**Problem to work on**: Go over the listing below line by line and tally those containing "PercentOff". Give only the tally.

**Given data**:
//! The in-progress offer record and its mutation primitives
//!
//! An [`OfferDraft`] is a plain value. Every mutation in the wizard produces a
//! new revision through [`OfferDraft::set_field`] (direct user edits) or
//! [`OfferDraft::apply`] (cascade patches), never through shared mutable state.

use chrono::NaiveDate;
use serde::{Deserialize, Serialize};
use std::collections::{BTreeMap, BTreeSet};
use uuid::Uuid;

use crate::types::{
    Field, ImageSlot, Merchant, OfferStatus, OfferType, Provenance, RedemptionMethod, ResetPeriod,
    Tier,
};

mod edit;
mod patch;

pub use edit::{FieldEdit, ImageEdit};
pub use patch::DraftPatch;

/// Aggregate under construction by the wizard
#[derive(Debug, Clone, PartialEq, Default, Serialize, Deserialize)]
pub struct OfferDraft {
    #[serde(default)]
    pub offer_type: Option<OfferType>,
    #[serde(default)]
    pub merchant: Option<Merchant>,
    /// Brand edition tag, required only when the publishing context has several
    #[serde(default)]
    pub brand: Option<String>,

    // ─── Content ────────────────────────────────────────────────────────────
    #[serde(default)]
    pub headline: String,
    #[serde(default)]
    pub description: String,
    #[serde(default)]
    pub terms: String,

    // ─── Classification ─────────────────────────────────────────────────────
    #[serde(default)]
    pub categories: BTreeSet<String>,
    #[serde(default)]
    pub commodities: BTreeSet<String>,

    // ─── Type-specific ──────────────────────────────────────────────────────
    #[serde(default)]
    pub discount_value: String,
    #[serde(default)]
    pub minimum_spend: String,
    #[serde(default)]
    pub cashback_cap: String,
    #[serde(default)]
    pub tiers: Vec<Tier>,
    /// Short item description for buy-one-get-one offers
    #[serde(default)]
    pub item_description: String,

    // ─── Redemption ─────────────────────────────────────────────────────────
    #[serde(default)]
    pub redemption_url: String,
    #[serde(default)]
    pub promo_code: String,
    #[serde(default)]
    pub redemption_methods: BTreeSet<RedemptionMethod>,

    // ─── Dates & usage ──────────────────────────────────────────────────────
    #[serde(default)]
    pub start_date: Option<NaiveDate>,
    #[serde(default)]
    pub end_date: Option<NaiveDate>,
    #[serde(default)]
    pub uses_per_customer: String,
    #[serde(default)]
    pub reset_period: ResetPeriod,

    // ─── Images ─────────────────────────────────────────────────────────────
    #[serde(default)]
    pub logo: ImageSlot,
    #[serde(default)]
    pub banner: ImageSlot,

    /// Who wrote each field. Missing entries mean [`Provenance::Unset`].
    #[serde(default)]
    pub provenance: BTreeMap<Field, Provenance>,

    // ─── Bookkeeping ────────────────────────────────────────────────────────
    /// Persistence key, assigned on first save and stable afterwards
    #[serde(default)]
    pub draft_id: Option<Uuid>,
    /// Id of the published offer being edited, if any
    #[serde(default)]
    pub edit_target_id: Option<String>,
    #[serde(default)]
    pub origin_status: Option<OfferStatus>,

    /// Fields the user has interacted with this session
    #[serde(skip)]
    pub touched: BTreeSet<Field>,
}

/// A published offer loaded for editing or cloning
#[derive(Debug, Clone, PartialEq, Serialize, Deserialize)]
pub struct ExistingOffer {
    pub id: String,
    pub status: OfferStatus,
    #[serde(flatten)]
    pub fields: OfferDraft,
}

impl OfferDraft {
    /// Fresh draft with usage defaults populated
    pub fn new() -> Self {
        Self {
            uses_per_customer: "1".to_string(),
            reset_period: ResetPeriod::Never,
            ..Self::default()
        }
    }

    /// Fresh draft with the offer type preselected
    pub fn with_type(offer_type: OfferType) -> Self {
        let mut draft = Self::new();
        draft.offer_type = Some(offer_type);
        draft.redemption_methods = offer_type
            .default_redemption_methods()
            .into_iter()
            .collect();
        draft
            .provenance
            .insert(Field::OfferType, Provenance::UserSet);
        draft
            .provenance
            .insert(Field::RedemptionMethods, Provenance::Inferred);
        draft
    }

    /// Hydrate from a published offer for in-place editing
    pub fn for_edit(offer: ExistingOffer) -> Self {
        let mut draft = offer.fields;
        draft.edit_target_id = Some(offer.id);
        draft.origin_status = Some(offer.status);
        draft.draft_id = None;
        draft.touched.clear();
        draft.mark_populated_as_user_set();
        draft
    }

    /// Hydrate from a published offer as the basis of a brand-new one
    pub fn for_clone(offer: ExistingOffer) -> Self {
        let mut draft = offer.fields;
        draft.edit_target_id = None;
        draft.origin_status = None;
        draft.draft_id = None;
        draft.start_date = None;
        draft.end_date = None;
        draft.touched.clear();
        draft.mark_populated_as_user_set();
        draft
    }

    pub fn is_edit(&self) -> bool {
        self.edit_target_id.is_some()
    }

    pub fn provenance(&self, field: Field) -> Provenance {
        self.provenance.get(&field).copied().unwrap_or_default()
    }

    /// Drop a field's provenance so auto-fill may write it again
    pub fn clear_provenance(&mut self, field: Field) {
        self.provenance.remove(&field);
    }

    /// Auto-fill may write a field that is not user-set and is either empty or inferred
    pub fn can_autofill(&self, field: Field) -> bool {
        match self.provenance(field) {
            Provenance::UserSet => false,
            Provenance::Inferred => true,
            Provenance::Unset => self.is_field_empty(field),
        }
    }

    /// Whether a field currently holds no meaningful value
    pub fn is_field_empty(&self, field: Field) -> bool {
        match field {
            Field::OfferType => self.offer_type.is_none(),
            Field::Merchant => self.merchant.is_none(),
            Field::Brand => self.brand.as_deref().map_or(true, |b| b.trim().is_empty()),
            Field::Headline => self.headline.trim().is_empty(),
            Field::Description => self.description.trim().is_empty(),
            Field::Terms => self.terms.trim().is_empty(),
            Field::Categories => self.categories.is_empty(),
            Field::Commodities => self.commodities.is_empty(),
            Field::DiscountValue => self.discount_value.trim().is_empty(),
            Field::MinimumSpend => self.minimum_spend.trim().is_empty(),
            Field::CashbackCap => self.cashback_cap.trim().is_empty(),
            Field::Tiers => self.tiers.is_empty(),
            Field::ItemDescription => self.item_description.trim().is_empty(),
            Field::RedemptionUrl => self.redemption_url.trim().is_empty(),
            Field::PromoCode => self.promo_code.trim().is_empty(),
            Field::RedemptionMethods => self.redemption_methods.is_empty(),
            Field::StartDate => self.start_date.is_none(),
            Field::EndDate => self.end_date.is_none(),
            Field::UsesPerCustomer => self.uses_per_customer.trim().is_empty(),
            Field::ResetPeriod => false,
            Field::Logo => self.logo.effective_url().is_none(),
            Field::Banner => self.banner.effective_url().is_none(),
        }
    }

    /// Reset every type-specific field and its provenance
    pub fn clear_type_specific(&mut self) {
        self.discount_value.clear();
        self.minimum_spend.clear();
        self.cashback_cap.clear();
        self.tiers.clear();
        self.item_description.clear();
        for field in Field::type_specific() {
            self.provenance.remove(field);
            self.touched.remove(field);
        }
    }

    fn mark_populated_as_user_set(&mut self) {
        self.provenance.clear();
        let populated: Vec<Field> = ALL_FIELDS
            .iter()
            .copied()
            .filter(|f| !self.is_field_empty(*f))
            .collect();
        for field in populated {
            self.provenance.insert(field, Provenance::UserSet);
        }
    }
}

const ALL_FIELDS: &[Field] = &[
    Field::OfferType,
    Field::Merchant,
    Field::Brand,
    Field::Headline,
    Field::Description,
    Field::Terms,
    Field::Categories,
    Field::Commodities,
    Field::DiscountValue,
    Field::MinimumSpend,
    Field::CashbackCap,
    Field::Tiers,
    Field::ItemDescription,
    Field::RedemptionUrl,
    Field::PromoCode,
    Field::RedemptionMethods,
    Field::StartDate,
    Field::EndDate,
    Field::UsesPerCustomer,
    Field::Logo,
    Field::Banner,
];
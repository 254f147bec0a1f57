//! Offer-level enums and small value types shared by the draft and the engines

use rust_decimal::Decimal;
use serde::{Deserialize, Serialize};
use std::fmt;
use std::str::FromStr;

/// Kind of promotion being built. Drives which type-specific fields apply.
#[derive(Debug, Clone, Copy, PartialEq, Eq, PartialOrd, Ord, Hash, Serialize, Deserialize)]
#[serde(rename_all = "snake_case")]
pub enum OfferType {
    /// Percentage off the purchase
    PercentOff,
    /// Flat amount off the purchase
    DollarOff,
    /// Flat amount off once a minimum spend is reached
    DollarOffWithMin,
    /// Buy one item, get another discounted or free
    Bogo,
    /// Percentage returned as cash back, redeemed through a link
    Cashback,
    /// Spend/discount schedule with increasing thresholds
    Tiered,
}

impl OfferType {
    pub fn all() -> &'static [OfferType] {
        &[
            OfferType::PercentOff,
            OfferType::DollarOff,
            OfferType::DollarOffWithMin,
            OfferType::Bogo,
            OfferType::Cashback,
            OfferType::Tiered,
        ]
    }

    /// Stable key used in records and the CLI
    pub fn key(&self) -> &'static str {
        match self {
            OfferType::PercentOff => "percent_off",
            OfferType::DollarOff => "dollar_off",
            OfferType::DollarOffWithMin => "dollar_off_with_min",
            OfferType::Bogo => "bogo",
            OfferType::Cashback => "cashback",
            OfferType::Tiered => "tiered",
        }
    }

    pub fn label(&self) -> &'static str {
        match self {
            OfferType::PercentOff => "Percent off",
            OfferType::DollarOff => "Dollar off",
            OfferType::DollarOffWithMin => "Dollar off with minimum spend",
            OfferType::Bogo => "Buy one, get one",
            OfferType::Cashback => "Cash back",
            OfferType::Tiered => "Tiered spend",
        }
    }

    /// Types redeemed through an external link rather than at the counter
    pub fn is_url_based(&self) -> bool {
        matches!(self, OfferType::Cashback)
    }

    /// Inclusive upper bound for the discount value; the lower bound is always exclusive zero
    pub fn discount_upper_bound(&self) -> Decimal {
        match self {
            OfferType::PercentOff | OfferType::Bogo | OfferType::Cashback => Decimal::ONE_HUNDRED,
            OfferType::DollarOff | OfferType::DollarOffWithMin | OfferType::Tiered => {
                Decimal::from(10_000)
            }
        }
    }

    /// Redemption methods a fresh draft of this type starts with
    pub fn default_redemption_methods(&self) -> Vec<RedemptionMethod> {
        if self.is_url_based() {
            vec![RedemptionMethod::Online]
        } else {
            vec![RedemptionMethod::InStore]
        }
    }
}

impl fmt::Display for OfferType {
    fn fmt(&self, f: &mut fmt::Formatter<'_>) -> fmt::Result {
        f.write_str(self.key())
    }
}

impl FromStr for OfferType {
    type Err = String;

    fn from_str(s: &str) -> Result<Self, Self::Err> {
        OfferType::all()
            .iter()
            .copied()
            .find(|t| t.key() == s)
            .ok_or_else(|| format!("unknown offer type: {s}"))
    }
}

/// How a customer claims the offer
#[derive(Debug, Clone, Copy, PartialEq, Eq, PartialOrd, Ord, Hash, Serialize, Deserialize)]
#[serde(rename_all = "snake_case")]
pub enum RedemptionMethod {
    InStore,
    Online,
}

/// How often the per-customer usage allowance resets
#[derive(Debug, Clone, Copy, PartialEq, Eq, Serialize, Deserialize, Default)]
#[serde(rename_all = "snake_case")]
pub enum ResetPeriod {
    #[default]
    Never,
    Daily,
    Weekly,
    Monthly,
}

/// Status of the offer a draft was hydrated from
#[derive(Debug, Clone, Copy, PartialEq, Eq, Serialize, Deserialize)]
#[serde(rename_all = "snake_case")]
pub enum OfferStatus {
    Draft,
    Scheduled,
    Active,
    Expired,
}

/// One row of a tiered spend/discount schedule, as entered
#[derive(Debug, Clone, PartialEq, Eq, Default, Serialize, Deserialize)]
pub struct Tier {
    pub spend: String,
    pub discount: String,
}

impl Tier {
    pub fn new(spend: impl Into<String>, discount: impl Into<String>) -> Self {
        Self {
            spend: spend.into(),
            discount: discount.into(),
        }
    }

    /// Both amounts parse and are strictly positive
    pub fn is_positive(&self) -> bool {
        matches!(
            (parse_amount(&self.spend), parse_amount(&self.discount)),
            (Some(s), Some(d)) if s > Decimal::ZERO && d > Decimal::ZERO
        )
    }
}

/// Where an image slot's current value came from
#[derive(Debug, Clone, Copy, PartialEq, Eq, Default, Serialize, Deserialize)]
#[serde(rename_all = "snake_case")]
pub enum ImageSource {
    #[default]
    Absent,
    Merchant,
    Custom,
}

/// In-memory handle to an uploaded file. Never persisted.
#[derive(Debug, Clone, PartialEq, Eq)]
pub struct FileHandle {
    pub name: String,
    pub mime_type: String,
    pub bytes: Vec<u8>,
}

/// Logo or banner slot on the offer
#[derive(Debug, Clone, PartialEq, Eq, Default, Serialize, Deserialize)]
pub struct ImageSlot {
    #[serde(default)]
    pub source: ImageSource,
    /// Reference URL (merchant asset or uploaded asset location)
    #[serde(default)]
    pub url: Option<String>,
    /// Local preview reference kept so the slot renders after a reload
    #[serde(default)]
    pub preview_url: Option<String>,
    #[serde(skip)]
    pub file: Option<FileHandle>,
}

impl ImageSlot {
    pub fn absent() -> Self {
        Self::default()
    }

    pub fn from_merchant(url: impl Into<String>) -> Self {
        Self {
            source: ImageSource::Merchant,
            url: Some(url.into()),
            preview_url: None,
            file: None,
        }
    }

    pub fn custom(file: FileHandle, preview_url: impl Into<String>) -> Self {
        Self {
            source: ImageSource::Custom,
            url: None,
            preview_url: Some(preview_url.into()),
            file: Some(file),
        }
    }

    pub fn is_custom(&self) -> bool {
        self.source == ImageSource::Custom
    }

    /// URL to render: custom preview first, then the reference URL
    pub fn effective_url(&self) -> Option<&str> {
        match self.source {
            ImageSource::Absent => None,
            ImageSource::Custom => self.preview_url.as_deref().or(self.url.as_deref()),
            ImageSource::Merchant => self.url.as_deref(),
        }
    }
}

/// Parse a user-entered amount. Accepts surrounding whitespace and a leading `$`.
pub fn parse_amount(raw: &str) -> Option<Decimal> {
    let trimmed = raw.trim();
    let trimmed = trimmed.strip_prefix('$').unwrap_or(trimmed).trim();
    if trimmed.is_empty() {
        return None;
    }
    Decimal::from_str(trimmed).ok()
}
//! Wizard steps and their advance predicates

use serde::{Deserialize, Serialize};
use std::fmt;
use std::str::FromStr;

use crate::draft::OfferDraft;
use crate::engine::sections::type_detail_complete;

/// Ordered wizard steps
#[derive(Debug, Clone, Copy, PartialEq, Eq, PartialOrd, Ord, Hash, Serialize, Deserialize)]
#[serde(rename_all = "lowercase")]
pub enum WizardStep {
    #[serde(rename = "type")]
    TypeSelection,
    #[serde(rename = "merchant")]
    MerchantSelection,
    #[serde(rename = "offer")]
    ContentEntry,
    Review,
}

impl WizardStep {
    pub fn all() -> &'static [WizardStep] {
        &[
            WizardStep::TypeSelection,
            WizardStep::MerchantSelection,
            WizardStep::ContentEntry,
            WizardStep::Review,
        ]
    }

    pub fn first() -> Self {
        WizardStep::TypeSelection
    }

    pub fn index(&self) -> usize {
        match self {
            WizardStep::TypeSelection => 0,
            WizardStep::MerchantSelection => 1,
            WizardStep::ContentEntry => 2,
            WizardStep::Review => 3,
        }
    }

    pub fn next(&self) -> Option<Self> {
        Self::all().get(self.index() + 1).copied()
    }

    pub fn prev(&self) -> Option<Self> {
        self.index().checked_sub(1).map(|i| Self::all()[i])
    }

    /// Persisted key
    pub fn key(&self) -> &'static str {
        match self {
            WizardStep::TypeSelection => "type",
            WizardStep::MerchantSelection => "merchant",
            WizardStep::ContentEntry => "offer",
            WizardStep::Review => "review",
        }
    }

    pub fn label(&self) -> &'static str {
        match self {
            WizardStep::TypeSelection => "Offer type",
            WizardStep::MerchantSelection => "Merchant",
            WizardStep::ContentEntry => "Offer details",
            WizardStep::Review => "Review & publish",
        }
    }

    /// Whether the draft satisfies this step well enough to move past it
    pub fn can_advance(&self, draft: &OfferDraft) -> bool {
        match self {
            WizardStep::TypeSelection => draft.offer_type.is_some(),
            WizardStep::MerchantSelection => draft.merchant.is_some(),
            WizardStep::ContentEntry => content_ready(draft),
            WizardStep::Review => true,
        }
    }
}

impl fmt::Display for WizardStep {
    fn fmt(&self, f: &mut fmt::Formatter<'_>) -> fmt::Result {
        f.pad(self.key())
    }
}

impl FromStr for WizardStep {
    type Err = String;

    fn from_str(s: &str) -> Result<Self, Self::Err> {
        Self::all()
            .iter()
            .copied()
            .find(|step| step.key() == s)
            .ok_or_else(|| format!("unknown wizard step '{s}'"))
    }
}

fn content_ready(draft: &OfferDraft) -> bool {
    let filled = |s: &str| !s.trim().is_empty();

    if !(filled(&draft.headline)
        && filled(&draft.description)
        && draft.start_date.is_some()
        && filled(&draft.redemption_url)
        && filled(&draft.promo_code))
    {
        return false;
    }

    type_detail_complete(draft)
}

#[cfg(test)]
mod tests {
    use super::*;
    use crate::types::{Merchant, OfferType, Tier};
    use chrono::NaiveDate;

    fn content_draft(offer_type: OfferType) -> OfferDraft {
        let mut draft = OfferDraft::with_type(offer_type);
        draft.headline = "Half off pastries".to_string();
        draft.description = "Every pastry, every morning".to_string();
        draft.start_date = NaiveDate::from_ymd_opt(2026, 12, 1);
        draft.redemption_url = "https://bakery.example.com".to_string();
        draft.promo_code = "PASTRY50".to_string();
        draft
    }

    #[test]
    fn test_step_keys_round_trip() {
        for step in WizardStep::all() {
            assert_eq!(step.key().parse::<WizardStep>(), Ok(*step));
            let json = serde_json::to_string(step).unwrap();
            assert_eq!(json, format!("\"{}\"", step.key()));
        }
        assert!("payment".parse::<WizardStep>().is_err());
    }

    #[test]
    fn test_next_and_prev() {
        assert_eq!(
            WizardStep::TypeSelection.next(),
            Some(WizardStep::MerchantSelection)
        );
        assert_eq!(WizardStep::Review.next(), None);
        assert_eq!(WizardStep::TypeSelection.prev(), None);
        assert_eq!(
            WizardStep::Review.prev(),
            Some(WizardStep::ContentEntry)
        );
    }

    #[test]
    fn test_merchant_step_needs_merchant() {
        let mut draft = OfferDraft::with_type(OfferType::PercentOff);
        assert!(!WizardStep::MerchantSelection.can_advance(&draft));
        draft.merchant = Some(Merchant::existing("M001"));
        assert!(WizardStep::MerchantSelection.can_advance(&draft));
    }

    #[test]
    fn test_content_step_requires_code_and_link() {
        let mut draft = content_draft(OfferType::PercentOff);
        draft.discount_value = "50".to_string();
        assert!(WizardStep::ContentEntry.can_advance(&draft));

        draft.promo_code.clear();
        assert!(!WizardStep::ContentEntry.can_advance(&draft));
    }

    #[test]
    fn test_content_step_needs_a_positive_tier() {
        let mut draft = content_draft(OfferType::Tiered);
        assert!(!WizardStep::ContentEntry.can_advance(&draft));

        draft.tiers = vec![Tier::new("", "")];
        assert!(!WizardStep::ContentEntry.can_advance(&draft));

        draft.tiers.push(Tier::new("50", "5"));
        assert!(WizardStep::ContentEntry.can_advance(&draft));
    }
}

**Solution**: 7